WHAT YOU NEED TO DO
All of the data below should be output exactly as given.
■ ■ ■ ■ ■ ■ ■
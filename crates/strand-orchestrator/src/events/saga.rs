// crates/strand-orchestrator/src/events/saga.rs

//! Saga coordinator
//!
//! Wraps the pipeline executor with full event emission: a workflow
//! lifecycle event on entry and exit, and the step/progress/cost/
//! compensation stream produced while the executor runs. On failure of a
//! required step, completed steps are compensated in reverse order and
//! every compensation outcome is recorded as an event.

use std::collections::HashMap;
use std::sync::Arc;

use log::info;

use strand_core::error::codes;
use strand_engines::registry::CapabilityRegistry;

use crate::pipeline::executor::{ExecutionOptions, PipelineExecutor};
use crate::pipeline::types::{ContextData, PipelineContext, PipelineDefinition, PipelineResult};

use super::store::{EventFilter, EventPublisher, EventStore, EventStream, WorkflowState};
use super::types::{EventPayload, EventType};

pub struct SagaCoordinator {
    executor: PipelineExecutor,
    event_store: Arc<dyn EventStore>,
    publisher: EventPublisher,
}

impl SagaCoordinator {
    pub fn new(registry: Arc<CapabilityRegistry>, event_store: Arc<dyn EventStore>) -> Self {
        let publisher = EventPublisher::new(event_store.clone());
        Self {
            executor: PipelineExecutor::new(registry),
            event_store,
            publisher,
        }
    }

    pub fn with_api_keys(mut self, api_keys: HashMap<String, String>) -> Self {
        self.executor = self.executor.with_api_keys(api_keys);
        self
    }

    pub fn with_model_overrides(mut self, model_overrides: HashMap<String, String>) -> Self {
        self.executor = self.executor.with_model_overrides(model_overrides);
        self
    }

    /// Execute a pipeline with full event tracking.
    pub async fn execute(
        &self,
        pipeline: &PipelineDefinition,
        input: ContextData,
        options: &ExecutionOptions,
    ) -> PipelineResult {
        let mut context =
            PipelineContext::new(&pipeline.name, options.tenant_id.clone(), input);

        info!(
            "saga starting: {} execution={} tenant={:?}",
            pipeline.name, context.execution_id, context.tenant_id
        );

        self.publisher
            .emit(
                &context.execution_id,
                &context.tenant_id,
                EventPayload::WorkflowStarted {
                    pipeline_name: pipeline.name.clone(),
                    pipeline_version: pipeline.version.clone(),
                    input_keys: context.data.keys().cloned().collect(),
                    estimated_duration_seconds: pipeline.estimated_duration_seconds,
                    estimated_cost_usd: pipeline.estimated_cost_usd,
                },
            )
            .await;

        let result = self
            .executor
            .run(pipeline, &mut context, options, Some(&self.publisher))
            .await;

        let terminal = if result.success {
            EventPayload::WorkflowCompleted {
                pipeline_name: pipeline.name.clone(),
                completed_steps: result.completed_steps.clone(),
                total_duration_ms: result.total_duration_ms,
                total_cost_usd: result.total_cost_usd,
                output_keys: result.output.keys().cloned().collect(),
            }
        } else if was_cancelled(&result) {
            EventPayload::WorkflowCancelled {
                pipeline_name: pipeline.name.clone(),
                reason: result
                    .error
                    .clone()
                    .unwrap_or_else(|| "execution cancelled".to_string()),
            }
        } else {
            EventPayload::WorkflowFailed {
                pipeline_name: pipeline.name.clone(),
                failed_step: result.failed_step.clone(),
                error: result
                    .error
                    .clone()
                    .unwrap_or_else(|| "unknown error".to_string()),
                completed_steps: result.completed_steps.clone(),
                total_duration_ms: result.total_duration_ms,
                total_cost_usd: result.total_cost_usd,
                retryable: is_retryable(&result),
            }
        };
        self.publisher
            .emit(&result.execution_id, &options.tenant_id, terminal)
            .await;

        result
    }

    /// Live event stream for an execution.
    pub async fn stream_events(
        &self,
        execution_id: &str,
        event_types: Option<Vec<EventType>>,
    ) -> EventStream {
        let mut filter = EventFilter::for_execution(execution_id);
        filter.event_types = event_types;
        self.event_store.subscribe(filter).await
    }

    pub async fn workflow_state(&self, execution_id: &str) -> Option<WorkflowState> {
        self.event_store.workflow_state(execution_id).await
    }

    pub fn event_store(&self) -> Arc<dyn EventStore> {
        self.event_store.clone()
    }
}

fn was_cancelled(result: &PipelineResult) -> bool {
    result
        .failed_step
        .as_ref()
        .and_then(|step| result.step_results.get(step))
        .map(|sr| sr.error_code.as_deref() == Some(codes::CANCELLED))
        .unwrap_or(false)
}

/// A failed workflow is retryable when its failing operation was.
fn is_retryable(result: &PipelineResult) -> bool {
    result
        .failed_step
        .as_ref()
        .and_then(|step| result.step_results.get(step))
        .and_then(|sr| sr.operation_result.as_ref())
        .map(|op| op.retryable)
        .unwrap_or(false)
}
■ ■ ■ ■ ■ ■ ■
RESULT BELOW
filename crates/strand-orchestrator/src/events/saga.rs
// crates/strand-orchestrator/src/events/saga.rs

//! Saga coordinator
//!
//! Wraps the pipeline executor with full event emission: a workflow
//! lifecycle event on entry and exit, and the step/progress/cost/
//! compensation stream produced while the executor runs. On failure of a
//! required step, completed steps are compensated in reverse order and
//! every compensation outcome is recorded as an event.

use std::collections::HashMap;
use std::sync::Arc;

use log::info;

use strand_core::error::codes;
use strand_engines::registry::CapabilityRegistry;

use crate::pipeline::executor::{ExecutionOptions, PipelineExecutor};
use crate::pipeline::types::{ContextData, PipelineContext, PipelineDefinition, PipelineResult};

use super::store::{EventFilter, EventPublisher, EventStore, EventStream, WorkflowState};
use super::types::{EventPayload, EventType};

pub struct SagaCoordinator {
    executor: PipelineExecutor,
    event_store: Arc<dyn EventStore>,
    publisher: EventPublisher,
}

impl SagaCoordinator {
    pub fn new(registry: Arc<CapabilityRegistry>, event_store: Arc<dyn EventStore>) -> Self {
        let publisher = EventPublisher::new(event_store.clone());
        Self {
            executor: PipelineExecutor::new(registry),
            event_store,
            publisher,
        }
    }

    pub fn with_api_keys(mut self, api_keys: HashMap<String, String>) -> Self {
        self.executor = self.executor.with_api_keys(api_keys);
        self
    }

    pub fn with_model_overrides(mut self, model_overrides: HashMap<String, String>) -> Self {
        self.executor = self.executor.with_model_overrides(model_overrides);
        self
    }

    /// Execute a pipeline with full event tracking.
    pub async fn execute(
        &self,
        pipeline: &PipelineDefinition,
        input: ContextData,
        options: &ExecutionOptions,
    ) -> PipelineResult {
        let mut context =
            PipelineContext::new(&pipeline.name, options.tenant_id.clone(), input);

        info!(
            "saga starting: {} execution={} tenant={:?}",
            pipeline.name, context.execution_id, context.tenant_id
        );

        self.publisher
            .emit(
                &context.execution_id,
                &context.tenant_id,
                EventPayload::WorkflowStarted {
                    pipeline_name: pipeline.name.clone(),
                    pipeline_version: pipeline.version.clone(),
                    input_keys: context.data.keys().cloned().collect(),
                    estimated_duration_seconds: pipeline.estimated_duration_seconds,
                    estimated_cost_usd: pipeline.estimated_cost_usd,
                },
            )
            .await;

        let result = self
            .executor
            .run(pipeline, &mut context, options, Some(&self.publisher))
            .await;

        let terminal = if result.success {
            EventPayload::WorkflowCompleted {
                pipeline_name: pipeline.name.clone(),
                completed_steps: result.completed_steps.clone(),
                total_duration_ms: result.total_duration_ms,
                total_cost_usd: result.total_cost_usd,
                output_keys: result.output.keys().cloned().collect(),
            }
        } else if was_cancelled(&result) {
            EventPayload::WorkflowCancelled {
                pipeline_name: pipeline.name.clone(),
                reason: result
                    .error
                    .clone()
                    .unwrap_or_else(|| "execution cancelled".to_string()),
            }
        } else {
            EventPayload::WorkflowFailed {
                pipeline_name: pipeline.name.clone(),
                failed_step: result.failed_step.clone(),
                error: result
                    .error
                    .clone()
                    .unwrap_or_else(|| "unknown error".to_string()),
                completed_steps: result.completed_steps.clone(),
                total_duration_ms: result.total_duration_ms,
                total_cost_usd: result.total_cost_usd,
                retryable: is_retryable(&result),
            }
        };
        self.publisher
            .emit(&result.execution_id, &options.tenant_id, terminal)
            .await;

        result
    }

    /// Live event stream for an execution.
    pub async fn stream_events(
        &self,
        execution_id: &str,
        event_types: Option<Vec<EventType>>,
    ) -> EventStream {
        let mut filter = EventFilter::for_execution(execution_id);
        filter.event_types = event_types;
        self.event_store.subscribe(filter).await
    }

    pub async fn workflow_state(&self, execution_id: &str) -> Option<WorkflowState> {
        self.event_store.workflow_state(execution_id).await
    }

    pub fn event_store(&self) -> Arc<dyn EventStore> {
        self.event_store.clone()
    }
}

fn was_cancelled(result: &PipelineResult) -> bool {
    result
        .failed_step
        .as_ref()
        .and_then(|step| result.step_results.get(step))
        .map(|sr| sr.error_code.as_deref() == Some(codes::CANCELLED))
        .unwrap_or(false)
}

/// A failed workflow is retryable when its failing operation was.
fn is_retryable(result: &PipelineResult) -> bool {
    result
        .failed_step
        .as_ref()
        .and_then(|step| result.step_results.get(step))
        .and_then(|sr| sr.operation_result.as_ref())
        .map(|op| op.retryable)
        .unwrap_or(false)
}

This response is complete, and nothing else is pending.